After adding the work

for (i=0; i<20; i++){
thpool_add_work(thpool, (void*)task1, NULL);
thpool_add_work(thpool, (void*)task2, NULL);
};

if you add any of the following, you get a dead lock

thpool_pause(thpool);
thpool_resume(thpoll);

or

thpool_pause(thpool);
printf("nthreads alive: %d\n", thpool_num_threads_working(thpool));
sleep(1);
thpool_resume(thpool);

Accessing the variable num_threads_working is causing the error. Volatile does not imply atomic updates.

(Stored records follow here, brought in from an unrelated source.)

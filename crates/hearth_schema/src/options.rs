//! # Option Registry
//!
//! Option lists are named enumerations of label -> value pairs, one TOML
//! file per list. The list name is the file stem.
//!
//! ```toml
//! # damage_type.toml
//! type = "int"
//! description = "Kinds of damage"
//!
//! [[values]]
//! label = "fire"
//! value = 1
//!
//! [[values]]
//! label = "ice"
//! value = 2
//! ```
//!
//! Labels keep their authored order. Values need not be unique; reverse
//! lookup returns the first label holding a value.

use std::collections::HashMap;
use std::path::Path;

use hearth_core::{scan_directory, Param, ParamType};
use indexmap::IndexMap;
use serde::Deserialize;
use toml::{Table, Value};

use crate::error::{SchemaError, SchemaResult};
use crate::fields::{deserialize_table, parse_type, value_to_param};

/// Handle to an option list inside an [`OptionRegistry`].
#[derive(Clone, Copy, Debug, PartialEq, Eq, Hash, PartialOrd, Ord)]
pub struct OptionId(u32);

impl OptionId {
    /// Position in the registry.
    #[must_use]
    pub const fn index(self) -> usize {
        self.0 as usize
    }
}

/// A named enumeration of typed values.
#[derive(Clone, Debug, PartialEq)]
pub struct OptionDefinition {
    name: String,
    description: String,
    value_type: ParamType,
    options: IndexMap<String, Param>,
}

#[derive(Deserialize)]
struct RawOptionList {
    r#type: Option<String>,
    #[serde(default)]
    description: String,
    #[serde(default)]
    values: Vec<RawOption>,
}

#[derive(Deserialize)]
struct RawOption {
    label: String,
    value: Value,
}

pub(crate) fn read_schema_file(path: &Path) -> SchemaResult<(String, String)> {
    let name = path
        .file_stem()
        .and_then(|stem| stem.to_str())
        .ok_or_else(|| {
            SchemaError::IncorrectFormat(format!("{} has no usable file name", path.display()))
        })?
        .to_owned();
    let text = std::fs::read_to_string(path).map_err(|source| SchemaError::Io {
        path: path.to_path_buf(),
        source,
    })?;
    Ok((name, text))
}

pub(crate) fn parse_table(origin: &str, text: &str) -> SchemaResult<Table> {
    text.parse::<Table>().map_err(|e| SchemaError::Parse {
        origin: origin.to_owned(),
        message: e.to_string(),
    })
}

impl OptionDefinition {
    /// Loads an option list; its name is the file stem.
    ///
    /// # Errors
    ///
    /// `Io` if the file cannot be read, `Parse` for invalid TOML, and
    /// `IncorrectFormat` as [`Self::from_table`].
    pub fn create(path: impl AsRef<Path>) -> SchemaResult<Self> {
        let path = path.as_ref();
        let (name, text) = read_schema_file(path)?;
        let definition = Self::from_toml_str(&name, &text)?;
        tracing::debug!(path = %path.display(), name = %name, labels = definition.len(), "loaded option list");
        Ok(definition)
    }

    /// Parses an option list from TOML text.
    ///
    /// # Errors
    ///
    /// `Parse` for invalid TOML, otherwise as [`Self::from_table`].
    pub fn from_toml_str(name: &str, text: &str) -> SchemaResult<Self> {
        Self::from_table(name, &parse_table(name, text)?)
    }

    /// Builds an option list from a parsed table.
    ///
    /// # Errors
    ///
    /// `IncorrectFormat` if `type` is missing, `none` or unknown, if
    /// `values` is not an array of tables, or if any entry lacks a label or
    /// value or holds a value of the wrong type.
    pub fn from_table(name: &str, table: &Table) -> SchemaResult<Self> {
        let raw: RawOptionList = deserialize_table(&format!("option list {name:?}"), table)?;
        let value_type = match raw.r#type.as_deref().map(parse_type).transpose()? {
            None | Some(ParamType::None) => {
                return Err(SchemaError::IncorrectFormat(format!(
                    "option list {name:?} needs a value type"
                )))
            }
            Some(ty) => ty,
        };

        let mut options = IndexMap::with_capacity(raw.values.len());
        for RawOption { label, value } in raw.values {
            let value = value_to_param(value_type, "value", &value)?;
            if options.insert(label.clone(), value).is_some() {
                tracing::warn!(list = name, label = %label, "duplicate option label, later value wins");
            }
        }

        Ok(Self {
            name: name.to_owned(),
            description: raw.description,
            value_type,
            options,
        })
    }

    /// List name.
    #[must_use]
    pub fn name(&self) -> &str {
        &self.name
    }

    /// Editor description.
    #[must_use]
    pub fn description(&self) -> &str {
        &self.description
    }

    /// Type shared by every value in the list.
    #[must_use]
    pub const fn value_type(&self) -> ParamType {
        self.value_type
    }

    /// Value for `label`.
    #[must_use]
    pub fn get_value(&self, label: &str) -> Option<&Param> {
        self.options.get(label)
    }

    /// First label holding `value`.
    #[must_use]
    pub fn find(&self, value: &Param) -> Option<&str> {
        self.options
            .iter()
            .find(|(_, v)| *v == value)
            .map(|(label, _)| label.as_str())
    }

    /// Label/value pairs in authored order.
    pub fn options(&self) -> impl Iterator<Item = (&str, &Param)> {
        self.options.iter().map(|(label, value)| (label.as_str(), value))
    }

    /// Labels in authored order.
    pub fn labels(&self) -> impl Iterator<Item = &str> {
        self.options.keys().map(String::as_str)
    }

    /// Number of labels.
    #[must_use]
    pub fn len(&self) -> usize {
        self.options.len()
    }

    /// Returns true if the list has no labels.
    #[must_use]
    pub fn is_empty(&self) -> bool {
        self.options.is_empty()
    }
}

/// Every option list known to the pipeline, addressed by name or handle.
#[derive(Debug, Default)]
pub struct OptionRegistry {
    definitions: Vec<OptionDefinition>,
    by_name: HashMap<String, OptionId>,
}

impl OptionRegistry {
    /// Creates an empty registry.
    #[must_use]
    pub fn new() -> Self {
        Self::default()
    }

    /// Adds a list.
    ///
    /// # Errors
    ///
    /// `DuplicateOptionList` if a list with the same name exists.
    pub fn insert(&mut self, definition: OptionDefinition) -> SchemaResult<OptionId> {
        if self.by_name.contains_key(definition.name()) {
            return Err(SchemaError::DuplicateOptionList(definition.name.clone()));
        }
        let id = u32::try_from(self.definitions.len())
            .map(OptionId)
            .map_err(|_| SchemaError::IncorrectFormat("too many option lists".into()))?;
        self.by_name.insert(definition.name.clone(), id);
        self.definitions.push(definition);
        Ok(id)
    }

    /// Loads every `*.<extension>` file under `dir`, in file-name order.
    ///
    /// Returns the number of lists added.
    ///
    /// # Errors
    ///
    /// The first load error, or `DuplicateOptionList`.
    pub fn load_directory(&mut self, dir: impl AsRef<Path>, extension: &str) -> SchemaResult<usize> {
        let dir = dir.as_ref();
        let files = scan_directory(dir, extension).map_err(|source| SchemaError::Io {
            path: dir.to_path_buf(),
            source,
        })?;

        for relative in &files {
            self.insert(OptionDefinition::create(dir.join(relative))?)?;
        }

        tracing::info!(dir = %dir.display(), count = files.len(), "loaded option lists");
        Ok(files.len())
    }

    /// List by name.
    #[must_use]
    pub fn get(&self, name: &str) -> Option<&OptionDefinition> {
        self.id_of(name).and_then(|id| self.by_id(id))
    }

    /// Handle for a list name.
    #[must_use]
    pub fn id_of(&self, name: &str) -> Option<OptionId> {
        self.by_name.get(name).copied()
    }

    /// List by handle.
    #[must_use]
    pub fn by_id(&self, id: OptionId) -> Option<&OptionDefinition> {
        self.definitions.get(id.index())
    }

    /// All lists in insertion order.
    pub fn iter(&self) -> impl Iterator<Item = &OptionDefinition> {
        self.definitions.iter()
    }

    /// Number of lists.
    #[must_use]
    pub fn len(&self) -> usize {
        self.definitions.len()
    }

    /// Returns true if no lists are registered.
    #[must_use]
    pub fn is_empty(&self) -> bool {
        self.definitions.is_empty()
    }
}

#[cfg(test)]
mod tests {
    use super::*;
    use hearth_core::Color;

    const DAMAGE: &str = r#"
type = "int"
description = "Kinds of damage"

[[values]]
label = "fire"
value = 1

[[values]]
label = "ice"
value = 2

[[values]]
label = "frost"
value = 2
"#;

    #[test]
    fn test_parse_and_lookup() {
        let list = OptionDefinition::from_toml_str("damage_type", DAMAGE).unwrap();
        assert_eq!(list.name(), "damage_type");
        assert_eq!(list.value_type(), ParamType::Int);
        assert_eq!(list.description(), "Kinds of damage");
        assert_eq!(list.get_value("fire"), Some(&Param::Int(1)));
        assert_eq!(list.get_value("poison"), None);
        assert_eq!(list.labels().collect::<Vec<_>>(), ["fire", "ice", "frost"]);

        // first label wins on a shared value
        assert_eq!(list.find(&Param::Int(2)), Some("ice"));
        assert_eq!(list.find(&Param::Int(9)), None);
        assert_eq!(list.find(&Param::Byte(1)), None);
    }

    #[test]
    fn test_duplicate_label_overwrites_in_place() {
        let text = "type = \"string\"\n[[values]]\nlabel = \"a\"\nvalue = \"x\"\n[[values]]\nlabel = \"b\"\nvalue = \"y\"\n[[values]]\nlabel = \"a\"\nvalue = \"z\"";
        let list = OptionDefinition::from_toml_str("letters", text).unwrap();
        assert_eq!(list.len(), 2);
        assert_eq!(list.labels().collect::<Vec<_>>(), ["a", "b"]);
        assert_eq!(list.get_value("a"), Some(&Param::String("z".into())));
    }

    #[test]
    fn test_color_values() {
        let text = "type = \"color\"\n[[values]]\nlabel = \"red\"\nvalue = \"#ff0000\"\n[[values]]\nlabel = \"glass\"\nvalue = [0.5, 0.5, 1.0, 0.25]";
        let list = OptionDefinition::from_toml_str("tints", text).unwrap();
        assert_eq!(list.get_value("red"), Some(&Param::Color(Color::rgb(1.0, 0.0, 0.0))));
        assert_eq!(
            list.get_value("glass"),
            Some(&Param::Color(Color::new(0.5, 0.5, 1.0, 0.25)))
        );
    }

    #[test]
    fn test_type_required() {
        assert!(matches!(
            OptionDefinition::from_toml_str("x", "[[values]]\nlabel = \"a\"\nvalue = 1"),
            Err(SchemaError::IncorrectFormat(_))
        ));
        assert!(matches!(
            OptionDefinition::from_toml_str("x", "type = \"none\""),
            Err(SchemaError::IncorrectFormat(_))
        ));
        assert!(matches!(
            OptionDefinition::from_toml_str("x", "type = \"int\"\n[[values]]\nlabel = \"a\"\nvalue = \"one\""),
            Err(SchemaError::IncorrectFormat(_))
        ));
        assert!(matches!(
            OptionDefinition::from_toml_str("x", "type = \"int\"\nvalues = 3"),
            Err(SchemaError::IncorrectFormat(_))
        ));
        assert!(matches!(
            OptionDefinition::from_toml_str("x", "type = \"int\"\n[[values]]\nvalue = 1"),
            Err(SchemaError::IncorrectFormat(_))
        ));
        assert!(matches!(
            OptionDefinition::from_toml_str("x", "type = "),
            Err(SchemaError::Parse { .. })
        ));
    }

    #[test]
    fn test_registry_handles() {
        let mut registry = OptionRegistry::new();
        let id = registry
            .insert(OptionDefinition::from_toml_str("damage_type", DAMAGE).unwrap())
            .unwrap();
        assert_eq!(registry.id_of("damage_type"), Some(id));
        assert_eq!(registry.by_id(id).unwrap().name(), "damage_type");
        assert!(registry.get("missing").is_none());

        let again = OptionDefinition::from_toml_str("damage_type", DAMAGE).unwrap();
        assert!(matches!(
            registry.insert(again),
            Err(SchemaError::DuplicateOptionList(_))
        ));
        assert_eq!(registry.len(), 1);
    }

    #[test]
    fn test_load_directory() {
        let dir = tempfile::tempdir().unwrap();
        std::fs::write(dir.path().join("damage_type.toml"), DAMAGE).unwrap();
        std::fs::create_dir(dir.path().join("nested")).unwrap();
        std::fs::write(
            dir.path().join("nested/armor.toml"),
            "type = \"byte\"\n[[values]]\nlabel = \"light\"\nvalue = 1",
        )
        .unwrap();

        let mut registry = OptionRegistry::new();
        assert_eq!(registry.load_directory(dir.path(), "toml").unwrap(), 2);
        let names: Vec<_> = registry.iter().map(OptionDefinition::name).collect();
        assert_eq!(names, ["armor", "damage_type"]);
        assert_eq!(
            registry.get("armor").unwrap().get_value("light"),
            Some(&Param::Byte(1))
        );
    }
}
//! Placed actor instances and the signal wires between them.

use std::collections::BTreeMap;

use crate::cursor::{ByteReader, ByteWriter};
use crate::error::{CursorError, CursorResult};
use crate::param::Param;

/// A directed wire from one of this actor's outputs to another actor's input.
#[derive(Clone, Debug, Default, PartialEq)]
pub struct IOConnection {
    /// Name of the receiving actor
    pub target_name: String,
    /// Output signal fired by the owning actor
    pub source_output: String,
    /// Input signal on the target
    pub target_input: String,
    /// Literal payload delivered with the signal (`Param::None` for none)
    pub param: Param,
}

impl IOConnection {
    /// Decodes a connection.
    ///
    /// # Errors
    ///
    /// Propagates any cursor error.
    pub fn read(reader: &mut ByteReader<'_>) -> CursorResult<Self> {
        Ok(Self {
            target_name: reader.read_string()?,
            source_output: reader.read_string()?,
            target_input: reader.read_string()?,
            param: Param::read(reader)?,
        })
    }

    /// Encodes a connection.
    ///
    /// # Errors
    ///
    /// Propagates any cursor error.
    pub fn write(&self, writer: &mut ByteWriter) -> CursorResult<()> {
        writer.write_string(&self.target_name)?;
        writer.write_string(&self.source_output)?;
        writer.write_string(&self.target_input)?;
        self.param.write(writer)
    }
}

/// A concrete actor placed in a level.
#[derive(Clone, Debug, Default, PartialEq)]
pub struct Actor {
    /// Class name this actor was created from
    pub type_name: String,
    /// Unique name within the level
    pub name: String,
    /// Concrete parameter values by name
    pub params: BTreeMap<String, Param>,
    /// Outgoing signal wires
    pub connections: Vec<IOConnection>,
}

impl Actor {
    /// Creates an actor with no params or connections.
    #[must_use]
    pub fn new(type_name: impl Into<String>, name: impl Into<String>) -> Self {
        Self {
            type_name: type_name.into(),
            name: name.into(),
            ..Self::default()
        }
    }

    /// Looks up a parameter value.
    #[must_use]
    pub fn param(&self, name: &str) -> Option<&Param> {
        self.params.get(name)
    }

    /// Sets a parameter value, returning the previous one.
    pub fn set_param(&mut self, name: impl Into<String>, value: impl Into<Param>) -> Option<Param> {
        self.params.insert(name.into(), value.into())
    }

    /// Decodes an actor.
    ///
    /// # Errors
    ///
    /// Propagates any cursor error; a param name listed twice is
    /// `DuplicateKey`.
    pub fn read(reader: &mut ByteReader<'_>) -> CursorResult<Self> {
        let type_name = reader.read_string()?;
        let name = reader.read_string()?;

        let param_count = reader.read_usize()?;
        let mut params = BTreeMap::new();
        for _ in 0..param_count {
            let key = reader.read_string()?;
            let value = Param::read(reader)?;
            if params.contains_key(&key) {
                return Err(CursorError::DuplicateKey(key));
            }
            params.insert(key, value);
        }

        let connection_count = reader.read_usize()?;
        let mut connections = Vec::with_capacity(connection_count.min(reader.remaining()));
        for _ in 0..connection_count {
            connections.push(IOConnection::read(reader)?);
        }

        Ok(Self {
            type_name,
            name,
            params,
            connections,
        })
    }

    /// Encodes an actor in the order [`Actor::read`] expects.
    ///
    /// # Errors
    ///
    /// Propagates any cursor error.
    pub fn write(&self, writer: &mut ByteWriter) -> CursorResult<()> {
        writer.write_string(&self.type_name)?;
        writer.write_string(&self.name)?;

        writer.write_usize(self.params.len())?;
        for (key, value) in &self.params {
            writer.write_string(key)?;
            value.write(writer)?;
        }

        writer.write_usize(self.connections.len())?;
        for connection in &self.connections {
            connection.write(writer)?;
        }
        Ok(())
    }
}

#[cfg(test)]
mod tests {
    use super::*;
    use crate::math::Color;

    #[test]
    fn test_actor_roundtrip() {
        let mut actor = Actor::new("door", "front_door");
        actor.set_param("speed", 2.5f32);
        actor.set_param("locked", true);
        actor.set_param("tint", Color::rgb(1.0, 0.5, 0.0));
        actor.connections.push(IOConnection {
            target_name: "alarm".into(),
            source_output: "on_open".into(),
            target_input: "trigger".into(),
            param: Param::Int(3),
        });

        let mut writer = ByteWriter::new();
        actor.write(&mut writer).unwrap();
        let bytes = writer.into_inner();

        let mut reader = ByteReader::new(&bytes);
        let decoded = Actor::read(&mut reader).unwrap();
        assert_eq!(decoded, actor);
        assert!(reader.is_at_end());
    }

    #[test]
    fn test_set_param_replaces() {
        let mut actor = Actor::new("light", "lamp");
        assert_eq!(actor.set_param("radius", 4i32), None);
        assert_eq!(actor.set_param("radius", 6i32), Some(Param::Int(4)));
        assert_eq!(actor.param("radius"), Some(&Param::Int(6)));
    }

    #[test]
    fn test_duplicate_param_key_fails() {
        let mut writer = ByteWriter::new();
        writer.write_string("door").unwrap();
        writer.write_string("front_door").unwrap();
        writer.write_usize(2).unwrap();
        for speed in [1.0f32, 2.0] {
            writer.write_string("speed").unwrap();
            Param::Float(speed).write(&mut writer).unwrap();
        }
        writer.write_usize(0).unwrap();
        let bytes = writer.into_inner();

        let mut reader = ByteReader::new(&bytes);
        assert_eq!(
            Actor::read(&mut reader),
            Err(CursorError::DuplicateKey("speed".into()))
        );
    }

    #[test]
    fn test_truncated_actor_fails() {
        let mut writer = ByteWriter::new();
        Actor::new("a", "b").write(&mut writer).unwrap();
        let bytes = writer.into_inner();
        let mut reader = ByteReader::new(&bytes[..bytes.len() - 1]);
        assert!(Actor::read(&mut reader).is_err());
    }
}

Another issue is all conditions and mutex'es. You are not allowed to reinitialize any of the two. This is possible in many ways. As long as only a single queue is supported, I can recommend using PTHREAD_COND_INITIALIZER and PTHREAD_MUTEX_INITIALIZER

I haven't been able to come up with a good solution supporting pause/resume.

Regards
Jens Munk

Hi, I found that the first problem is caused by the assignment of threads_on_hold in multiple places. First, thpool_pause sends a signal to all threads, then calls thpool_resume to set threads_on_hold to 0 but the child thread may be dispatched after the main thread, which causes the child thread's signal handler thread_hold to set threads_on_hold to 1, causing the child thread to be unawakened. .

(gdb) bt
#0 0x00007fc839ae69d0 in __GI___nanosleep (requested_time=requested_time@entry=0x7ffca9839000, remaining=remaining@entry=0x7ffca9839000) at ../sysdeps/unix/sysv/linux/nanosleep.c:28
#1 0x00007fc839ae68aa in __sleep (seconds=0) at ../sysdeps/posix/sleep.c:55
#2 0x000055c352562289 in thpool_destroy (thpool_p=0x55c352e43670) at thpool.c:211
#3 0x000055c352561f19 in main () at example.c:47

(gdb) i thread
Id Target Id Frame
1 Thread 0x7fc83a214740 (LWP 4981) "a.out" 0x00007fc839ae69d0 in __GI___nanosleep (requested_time=requested_time@entry=0x7ffca9839000, remaining=remaining@entry=0x7ffca9839000)
at ../sysdeps/unix/sysv/linux/nanosleep.c:28
2 Thread 0x7fc839a01700 (LWP 4982) "thread-pool-0" 0x00007fc839ae69d0 in __GI___nanosleep (requested_time=requested_time@entry=0x7fc839a005a0,
remaining=remaining@entry=0x7fc839a005a0) at ../sysdeps/unix/sysv/linux/nanosleep.c:28
...(Other threads)

(gdb) p threads_on_hold
$1 = 1

Deadlock issue no longer occurs after moving threads_on_hold = 1 from thread_hold to the beginning of thpool_pause

For the second question, I tried with the modified code and found that this is not necessarily going to happen. And in the call stack, I don't understand why thpool_pause calls the printf function that should be called after thpool_pause?

(gdb) bt
#0 __lll_lock_wait_private () at ../sysdeps/unix/sysv/linux/x86_64/lowlevellock.S:95
#1 0x00007f53f59da4d6 in _IO_vfprintf_internal (s=0x7f53f5d6b760 <IO_2_1_stdout>, format=0x55e5f5aa6c47 "nthreads alive: %d\n", ap=0x7ffd38907450) at vfprintf.c:1325
#2 0x00007f53f6194000 in ?? ()
#3 0x0000000000000012 in ?? ()
#4 0x00007f53f5d7f2c4 in __pthread_kill (threadid=, signo=6983) at ../sysdeps/unix/sysv/linux/pthread_kill.c:53
#5 0x000055e5f5aa638d in thpool_pause (thpool_p=0x55e5f7726670) at thpool.c:230
#6 0x000055e5f5aa5f14 in main () at example.c:42

(gdb) p threads_on_hold
$1 = 1

And after I try to remove all puts and printf, the deadlock no longer occurs, will it be a problem with printf and puts?